Count the lines below that contain the word "ConnectionFailed", and give only that number.

──────── Input data

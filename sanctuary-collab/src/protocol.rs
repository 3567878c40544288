//! Event protocol spoken between a collaboration client and the relay.
//!
//! Wire format (one WebSocket text frame per event, JSON):
//! ```text
//! ┌───────────────────────────┬──────────────────────────────┐
//! │ "event": snake_case name  │ "data": payload (camelCase)  │
//! └───────────────────────────┴──────────────────────────────┘
//! {"event":"cursor_update","data":{"position":{"x":10.0,"y":20.0}}}
//! ```
//!
//! Outbound traffic is a [`ClientEvent`], inbound traffic a [`ServerEvent`].
//! Both are closed enums, so sender and receiver agree on every payload shape
//! at compile time.

use serde::{Deserialize, Serialize};
use serde_json::{Map, Value};

/// A set of changed workspace-state keys and their new values.
pub type StatePatch = Map<String, Value>;

/// Cursor position in the consumer's coordinate space.
#[derive(Debug, Clone, Copy, PartialEq, Default, Serialize, Deserialize)]
pub struct Position {
    pub x: f64,
    pub y: f64,
}

impl Position {
    pub fn new(x: f64, y: f64) -> Self {
        Self { x, y }
    }
}

/// Client-selected operating mode.
///
/// Express mode raises the cursor update ceiling (16ms window instead of 32ms)
/// and is reported to the relay in the handshake.
#[derive(Debug, Clone, Copy, PartialEq, Eq, Hash, Default, Serialize, Deserialize)]
#[serde(rename_all = "snake_case")]
pub enum SyncMode {
    #[default]
    Express,
    Standard,
}

impl SyncMode {
    pub fn is_express(self) -> bool {
        matches!(self, SyncMode::Express)
    }
}

/// First frame sent on every new connection.
#[derive(Debug, Clone, PartialEq, Serialize, Deserialize)]
#[serde(rename_all = "camelCase")]
pub struct Handshake {
    pub session_id: String,
    pub user_id: String,
    pub user_name: String,
    pub mode: SyncMode,
}

/// A participant's presence record.
#[derive(Debug, Clone, PartialEq, Serialize, Deserialize)]
#[serde(rename_all = "camelCase")]
pub struct Collaborator {
    pub id: String,
    pub name: String,
    #[serde(default, skip_serializing_if = "Option::is_none")]
    pub avatar: Option<String>,
    #[serde(default, skip_serializing_if = "Option::is_none")]
    pub cursor_position: Option<Position>,
    #[serde(default)]
    pub is_typing: bool,
    #[serde(default)]
    pub is_speaking: bool,
    #[serde(default)]
    pub has_video: bool,
    #[serde(default)]
    pub has_mic: bool,
}

impl Collaborator {
    pub fn new(id: impl Into<String>, name: impl Into<String>) -> Self {
        Self {
            id: id.into(),
            name: name.into(),
            avatar: None,
            cursor_position: None,
            is_typing: false,
            is_speaking: false,
            has_video: false,
            has_mic: false,
        }
    }

    pub fn with_avatar(mut self, avatar: impl Into<String>) -> Self {
        self.avatar = Some(avatar.into());
        self
    }
}

/// Partial attribute update for a [`Collaborator`]. Absent fields are left untouched.
#[derive(Debug, Clone, PartialEq, Default, Serialize, Deserialize)]
#[serde(rename_all = "camelCase")]
pub struct CollaboratorPatch {
    #[serde(default, skip_serializing_if = "Option::is_none")]
    pub name: Option<String>,
    #[serde(default, skip_serializing_if = "Option::is_none")]
    pub avatar: Option<String>,
    #[serde(default, skip_serializing_if = "Option::is_none")]
    pub cursor_position: Option<Position>,
    #[serde(default, skip_serializing_if = "Option::is_none")]
    pub is_typing: Option<bool>,
    #[serde(default, skip_serializing_if = "Option::is_none")]
    pub is_speaking: Option<bool>,
    #[serde(default, skip_serializing_if = "Option::is_none")]
    pub has_video: Option<bool>,
    #[serde(default, skip_serializing_if = "Option::is_none")]
    pub has_mic: Option<bool>,
}

impl CollaboratorPatch {
    pub fn cursor(position: Position) -> Self {
        Self { cursor_position: Some(position), ..Self::default() }
    }

    pub fn video(enabled: bool) -> Self {
        Self { has_video: Some(enabled), ..Self::default() }
    }

    pub fn mic(enabled: bool) -> Self {
        Self { has_mic: Some(enabled), ..Self::default() }
    }

    pub fn is_empty(&self) -> bool {
        *self == Self::default()
    }

    /// Produce a new record with this patch applied on top of `base`.
    pub fn apply(&self, base: &Collaborator) -> Collaborator {
        let mut next = base.clone();
        if let Some(name) = &self.name {
            next.name = name.clone();
        }
        if let Some(avatar) = &self.avatar {
            next.avatar = Some(avatar.clone());
        }
        if let Some(position) = self.cursor_position {
            next.cursor_position = Some(position);
        }
        if let Some(v) = self.is_typing {
            next.is_typing = v;
        }
        if let Some(v) = self.is_speaking {
            next.is_speaking = v;
        }
        if let Some(v) = self.has_video {
            next.has_video = v;
        }
        if let Some(v) = self.has_mic {
            next.has_mic = v;
        }
        next
    }
}

/// Flag patch for one remote collaborator.
#[derive(Debug, Clone, PartialEq, Serialize, Deserialize)]
#[serde(rename_all = "camelCase")]
pub struct PresenceUpdate {
    pub user_id: String,
    #[serde(flatten)]
    pub patch: CollaboratorPatch,
}

/// Externally pushed express-mode multipliers. Only present fields are merged.
#[derive(Debug, Clone, Copy, PartialEq, Default, Serialize, Deserialize)]
#[serde(rename_all = "camelCase")]
pub struct ExpressModeUpdate {
    #[serde(default, skip_serializing_if = "Option::is_none")]
    pub speed_improvement: Option<f64>,
    #[serde(default, skip_serializing_if = "Option::is_none")]
    pub agentic_assistance: Option<f64>,
}

/// Events sent by the client.
#[derive(Debug, Clone, PartialEq, Serialize, Deserialize)]
#[serde(tag = "event", content = "data", rename_all = "snake_case")]
pub enum ClientEvent {
    /// Tags the connection with session and user identity
    Handshake(Handshake),
    /// Throttled local cursor position
    CursorUpdate { position: Position },
    /// Changed workspace-state keys only
    StateSync(StatePatch),
    ToggleVideo { enabled: bool },
    ToggleMic { enabled: bool },
    /// Fire-and-forget; no response is defined
    AiAssistanceRequest { task: String },
}

impl ClientEvent {
    /// Event name as it appears on the wire.
    pub fn name(&self) -> &'static str {
        match self {
            ClientEvent::Handshake(_) => "handshake",
            ClientEvent::CursorUpdate { .. } => "cursor_update",
            ClientEvent::StateSync(_) => "state_sync",
            ClientEvent::ToggleVideo { .. } => "toggle_video",
            ClientEvent::ToggleMic { .. } => "toggle_mic",
            ClientEvent::AiAssistanceRequest { .. } => "ai_assistance_request",
        }
    }

    pub fn encode(&self) -> Result<String, ProtocolError> {
        serde_json::to_string(self).map_err(|e| ProtocolError::SerializationError(e.to_string()))
    }

    pub fn decode(frame: &str) -> Result<Self, ProtocolError> {
        serde_json::from_str(frame).map_err(|e| ProtocolError::DeserializationError(e.to_string()))
    }
}

/// Events received from the relay.
#[derive(Debug, Clone, PartialEq, Serialize, Deserialize)]
#[serde(tag = "event", content = "data", rename_all = "snake_case")]
pub enum ServerEvent {
    CollaboratorJoined(Collaborator),
    /// Payload is the departing collaborator's id
    CollaboratorLeft(String),
    CursorUpdate {
        #[serde(rename = "userId")]
        user_id: String,
        position: Position,
    },
    PresenceUpdate(PresenceUpdate),
    /// A peer's state diff
    StateSync(StatePatch),
    ExpressModeUpdate(ExpressModeUpdate),
}

impl ServerEvent {
    pub fn name(&self) -> &'static str {
        match self {
            ServerEvent::CollaboratorJoined(_) => "collaborator_joined",
            ServerEvent::CollaboratorLeft(_) => "collaborator_left",
            ServerEvent::CursorUpdate { .. } => "cursor_update",
            ServerEvent::PresenceUpdate(_) => "presence_update",
            ServerEvent::StateSync(_) => "state_sync",
            ServerEvent::ExpressModeUpdate(_) => "express_mode_update",
        }
    }

    pub fn encode(&self) -> Result<String, ProtocolError> {
        serde_json::to_string(self).map_err(|e| ProtocolError::SerializationError(e.to_string()))
    }

    pub fn decode(frame: &str) -> Result<Self, ProtocolError> {
        serde_json::from_str(frame).map_err(|e| ProtocolError::DeserializationError(e.to_string()))
    }
}

/// Protocol and transport errors.
#[derive(Debug, Clone, PartialEq)]
pub enum ProtocolError {
    SerializationError(String),
    DeserializationError(String),
    ConnectionFailed(String),
    AlreadyConnected,
    ConnectionClosed,
}

impl std::fmt::Display for ProtocolError {
    fn fmt(&self, f: &mut std::fmt::Formatter<'_>) -> std::fmt::Result {
        match self {
            Self::SerializationError(e) => write!(f, "Serialization error: {e}"),
            Self::DeserializationError(e) => write!(f, "Deserialization error: {e}"),
            Self::ConnectionFailed(e) => write!(f, "Connection failed: {e}"),
            Self::AlreadyConnected => write!(f, "Connection already open"),
            Self::ConnectionClosed => write!(f, "Connection closed"),
        }
    }
}

impl std::error::Error for ProtocolError {}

────────────────

■ Task answer: 2